Here, this is what you look like doing a Karloff impression look at me
look at me I'm the shitty mummy
Replay has changed baseball's rules. Now, every close play at a base ends with a three-minute headphone conference. In the Cubs-Nationals NLDS Game Five fever dream, replay officials provoked the Baseball Online into a frenzy when they ruled that José Lobatón had strayed off of first for a millisecond while still in the clutches of Anthony Rizzo's tag. That play offered three competing truths-- the evidently veritable physical fact that Lobatón had left the bag for some quantifiable segment of time, the question of whether baseball's slow-motion, high-definition replay cameras injected a bizarre pedantry into rules that originated from a time when it was legal to slide into a base while menacing fielders with a blade concealed in the runner's side-whiskers, and the spiritual truth of the Nationals' propensity to shit themselves in playoff games paired with Dusty Baker's seemingly cosmic attraction to impossible baseball mishap.

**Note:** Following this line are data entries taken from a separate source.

pub mod helpers;

use self::helpers::{bitcoin_header, stacks_block, stacks_microblock};
use super::bitcoin::blocks_pool::BitcoinBlockPool;
use super::stacks::blocks_pool::StacksBlockPool;
use crate::utils::Context;
use blockhook_types::{BlockchainEvent, StacksChainEvent};

#[test]
fn sequential_headers_emit_apply_events() {
    let mut pool = BitcoinBlockPool::new();
    for index in 1..=5 {
        let event = pool
            .process_header(bitcoin_header(index, 'a', 'a'), &Context::empty())
            .unwrap()
            .expect("expected chain event");
        match event {
            BlockchainEvent::BlockchainUpdatedWithHeaders(data) => {
                assert_eq!(data.new_headers.len(), 1);
                assert_eq!(data.new_headers[0].block_identifier.index, index);
            }
            BlockchainEvent::BlockchainUpdatedWithReorg(_) => {
                panic!("unexpected reorg while building a single lineage")
            }
        }
    }
    assert_eq!(pool.get_canonical_tip().unwrap().index, 5);
}

#[test]
fn ingesting_the_same_header_twice_only_emits_once() {
    let mut pool = BitcoinBlockPool::new();
    let event = pool
        .process_header(bitcoin_header(1, 'a', 'a'), &Context::empty())
        .unwrap();
    assert!(event.is_some());
    let replayed = pool
        .process_header(bitcoin_header(1, 'a', 'a'), &Context::empty())
        .unwrap();
    assert!(replayed.is_none());
    let replayed = pool
        .process_header(bitcoin_header(1, 'a', 'a'), &Context::empty())
        .unwrap();
    assert!(replayed.is_none());
}

#[test]
fn orphaned_header_is_buffered_until_parent_shows_up() {
    let mut pool = BitcoinBlockPool::new();
    let _ = pool.process_header(bitcoin_header(1, 'a', 'a'), &Context::empty());
    // Block 3 arrives before block 2.
    let event = pool
        .process_header(bitcoin_header(3, 'a', 'a'), &Context::empty())
        .unwrap();
    assert!(event.is_none());
    // Block 2 unlocks both.
    let event = pool
        .process_header(bitcoin_header(2, 'a', 'a'), &Context::empty())
        .unwrap()
        .expect("expected chain event");
    match event {
        BlockchainEvent::BlockchainUpdatedWithHeaders(data) => {
            let applied: Vec<u64> = data
                .new_headers
                .iter()
                .map(|h| h.block_identifier.index)
                .collect();
            assert_eq!(applied, vec![2, 3]);
        }
        _ => panic!("expected headers event"),
    }
}

#[test]
fn equal_length_fork_does_not_displace_canonical_tip() {
    let mut pool = BitcoinBlockPool::new();
    for index in 1..=3 {
        let _ = pool.process_header(bitcoin_header(index, 'a', 'a'), &Context::empty());
    }
    // Competing blocks at height 2 and 3, forking off block 1.
    let event = pool
        .process_header(bitcoin_header(2, 'b', 'a'), &Context::empty())
        .unwrap();
    assert!(event.is_none());
    let event = pool
        .process_header(bitcoin_header(3, 'b', 'b'), &Context::empty())
        .unwrap();
    assert!(event.is_none());
    assert_eq!(pool.get_canonical_tip().unwrap().hash, "0x6103");
}

#[test]
fn longer_fork_triggers_rollback_then_apply() {
    let mut pool = BitcoinBlockPool::new();
    for index in 1..=3 {
        let _ = pool.process_header(bitcoin_header(index, 'a', 'a'), &Context::empty());
    }
    let _ = pool.process_header(bitcoin_header(2, 'b', 'a'), &Context::empty());
    let _ = pool.process_header(bitcoin_header(3, 'b', 'b'), &Context::empty());
    // The fourth block tips the balance in favor of the b lineage.
    let event = pool
        .process_header(bitcoin_header(4, 'b', 'b'), &Context::empty())
        .unwrap()
        .expect("expected chain event");
    match event {
        BlockchainEvent::BlockchainUpdatedWithReorg(data) => {
            let rolled_back: Vec<u64> = data
                .headers_to_rollback
                .iter()
                .map(|h| h.block_identifier.index)
                .collect();
            let applied: Vec<u64> = data
                .headers_to_apply
                .iter()
                .map(|h| h.block_identifier.index)
                .collect();
            // Rollback is tip to base, apply is base to tip.
            assert_eq!(rolled_back, vec![3, 2]);
            assert_eq!(applied, vec![2, 3, 4]);
        }
        _ => panic!("expected reorg event"),
    }
    assert_eq!(pool.get_canonical_tip().unwrap().index, 4);
}

#[test]
fn blocks_buried_beyond_the_window_are_confirmed_and_evicted() {
    let mut pool = BitcoinBlockPool::new();
    let mut confirmed = vec![];
    for index in 1..=10 {
        if let Some(BlockchainEvent::BlockchainUpdatedWithHeaders(data)) = pool
            .process_header(bitcoin_header(index, 'a', 'a'), &Context::empty())
            .unwrap()
        {
            confirmed.extend(
                data.confirmed_headers
                    .iter()
                    .map(|h| h.block_identifier.index),
            );
        }
    }
    // With a window of 7, the tip at 10 keeps 3..=10; 1 and 2 are buried.
    assert_eq!(confirmed, vec![1, 2]);
}

#[test]
fn reorg_of_exactly_window_depth_is_permitted() {
    let mut pool = BitcoinBlockPool::new();
    // Canonical lineage up to 9: after pruning, the segment spans 2..=9.
    for index in 1..=9 {
        let _ = pool.process_header(bitcoin_header(index, 'a', 'a'), &Context::empty());
    }
    // Competing lineage forking at 2, growing to 10: rolling back 3..=9 (7
    // blocks) is the deepest reorg the window allows.
    let _ = pool.process_header(bitcoin_header(3, 'b', 'a'), &Context::empty());
    for index in 4..=9 {
        let _ = pool.process_header(bitcoin_header(index, 'b', 'b'), &Context::empty());
    }
    let event = pool
        .process_header(bitcoin_header(10, 'b', 'b'), &Context::empty())
        .unwrap()
        .expect("expected chain event");
    match event {
        BlockchainEvent::BlockchainUpdatedWithReorg(data) => {
            assert_eq!(data.headers_to_rollback.len(), 7);
            assert_eq!(data.headers_to_apply.len(), 8);
        }
        _ => panic!("expected reorg event"),
    }
}

#[test]
fn reorg_deeper_than_window_is_fatal() {
    let mut pool = BitcoinBlockPool::new();
    // Build both lineages side by side, then extend the canonical one far
    // enough for the fork point to fall below the pool root.
    for index in 1..=5 {
        let _ = pool.process_header(bitcoin_header(index, 'a', 'a'), &Context::empty());
    }
    let _ = pool.process_header(bitcoin_header(2, 'b', 'a'), &Context::empty());
    for index in 3..=5 {
        let _ = pool.process_header(bitcoin_header(index, 'b', 'b'), &Context::empty());
    }
    for index in 6..=10 {
        let _ = pool.process_header(bitcoin_header(index, 'a', 'a'), &Context::empty());
    }
    // The b lineage overtakes: its common ancestor (block 1) was evicted.
    for index in 6..=10 {
        let _ = pool.process_header(bitcoin_header(index, 'b', 'b'), &Context::empty());
    }
    let res = pool.process_header(bitcoin_header(11, 'b', 'b'), &Context::empty());
    let error = res.expect_err("expected fatal pool error");
    assert!(error.contains("rollback exceeds window"), "{}", error);
}

#[test]
fn stacks_blocks_emit_block_updates() {
    let mut pool = StacksBlockPool::new();
    for index in 1..=3 {
        let event = pool
            .process_block(stacks_block(index, 'a', 'a', None), &Context::empty())
            .unwrap()
            .expect("expected chain event");
        match event {
            StacksChainEvent::ChainUpdatedWithBlocks(data) => {
                assert_eq!(data.new_blocks.len(), 1);
                assert_eq!(data.new_blocks[0].block.block_identifier.index, index);
            }
            _ => panic!("unexpected event while building a single lineage"),
        }
    }
}

#[test]
fn stacks_longer_fork_triggers_rollback_then_apply() {
    let mut pool = StacksBlockPool::new();
    for index in 1..=3 {
        let _ = pool.process_block(stacks_block(index, 'a', 'a', None), &Context::empty());
    }
    let _ = pool.process_block(stacks_block(2, 'b', 'a', None), &Context::empty());
    let _ = pool.process_block(stacks_block(3, 'b', 'b', None), &Context::empty());
    let event = pool
        .process_block(stacks_block(4, 'b', 'b', None), &Context::empty())
        .unwrap()
        .expect("expected chain event");
    match event {
        StacksChainEvent::ChainUpdatedWithReorg(data) => {
            let rolled_back: Vec<u64> = data
                .blocks_to_rollback
                .iter()
                .map(|u| u.block.block_identifier.index)
                .collect();
            let applied: Vec<u64> = data
                .blocks_to_apply
                .iter()
                .map(|u| u.block.block_identifier.index)
                .collect();
            assert_eq!(rolled_back, vec![3, 2]);
            assert_eq!(applied, vec![2, 3, 4]);
        }
        _ => panic!("expected reorg event"),
    }
}

#[test]
fn microblocks_anchored_to_tip_stream_once() {
    let mut pool = StacksBlockPool::new();
    let _ = pool.process_block(stacks_block(1, 'a', 'a', None), &Context::empty());

    let trail = vec![
        stacks_microblock(0, 1, 'a'),
        stacks_microblock(1, 1, 'a'),
    ];
    let event = pool
        .process_microblocks(trail.clone(), &Context::empty())
        .unwrap()
        .expect("expected microblock event");
    match event {
        StacksChainEvent::ChainUpdatedWithMicroblocks(data) => {
            assert_eq!(data.new_microblocks.len(), 2);
        }
        _ => panic!("expected microblocks event"),
    }

    // Replaying the same trail is idempotent.
    let replayed = pool.process_microblocks(trail, &Context::empty()).unwrap();
    assert!(replayed.is_none());
}

#[test]
fn anchored_block_rolls_back_streamed_microblocks_it_does_not_confirm() {
    let mut pool = StacksBlockPool::new();
    let _ = pool.process_block(stacks_block(1, 'a', 'a', None), &Context::empty());
    let _ = pool.process_microblocks(
        vec![stacks_microblock(0, 1, 'a'), stacks_microblock(1, 1, 'a')],
        &Context::empty(),
    );

    // Block 2 confirms the trail only up to sequence 0.
    let event = pool
        .process_block(stacks_block(2, 'a', 'a', Some(0)), &Context::empty())
        .unwrap()
        .expect("expected chain event");
    match event {
        StacksChainEvent::ChainUpdatedWithBlocks(data) => {
            let update = &data.new_blocks[0];
            // Sequence 0 was already streamed; only sequence 1 moves, to the
            // rollback side.
            assert!(update.parent_microblocks_to_apply.is_empty());
            assert_eq!(update.parent_microblocks_to_rollback.len(), 1);
            assert_eq!(
                update.parent_microblocks_to_rollback[0].block_identifier.index,
                1
            );
        }
        _ => panic!("expected blocks event"),
    }
}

Sports leagues have implemented video replay, they say, in order to get calls correct, in order to prevent them from perpetuating egregious sports injustices, but replay has also ushered in an epistemological crisis. Video replay has undermined and complicated fundamental and basic sports activities: What is a catch? What is a strike? Was that foul a level one technical or a level two technical with malice and forethought? What we have now has not necessarily clarified the rules but brought to bear on them competing rules discourses one of which depends on the subjective judgement of people who have chosen to go into a line of work that involves them getting screamed at more or less constantly and one that depends on physical phenomena all but invisible to the human eye without technology and thrown them against each other for fans to argue about. I don't know what the solution is other than if it involves repeatedly taking touchdowns away from Wisconsin for no apparent reason then it should be allowed because that is extremely funny, to me.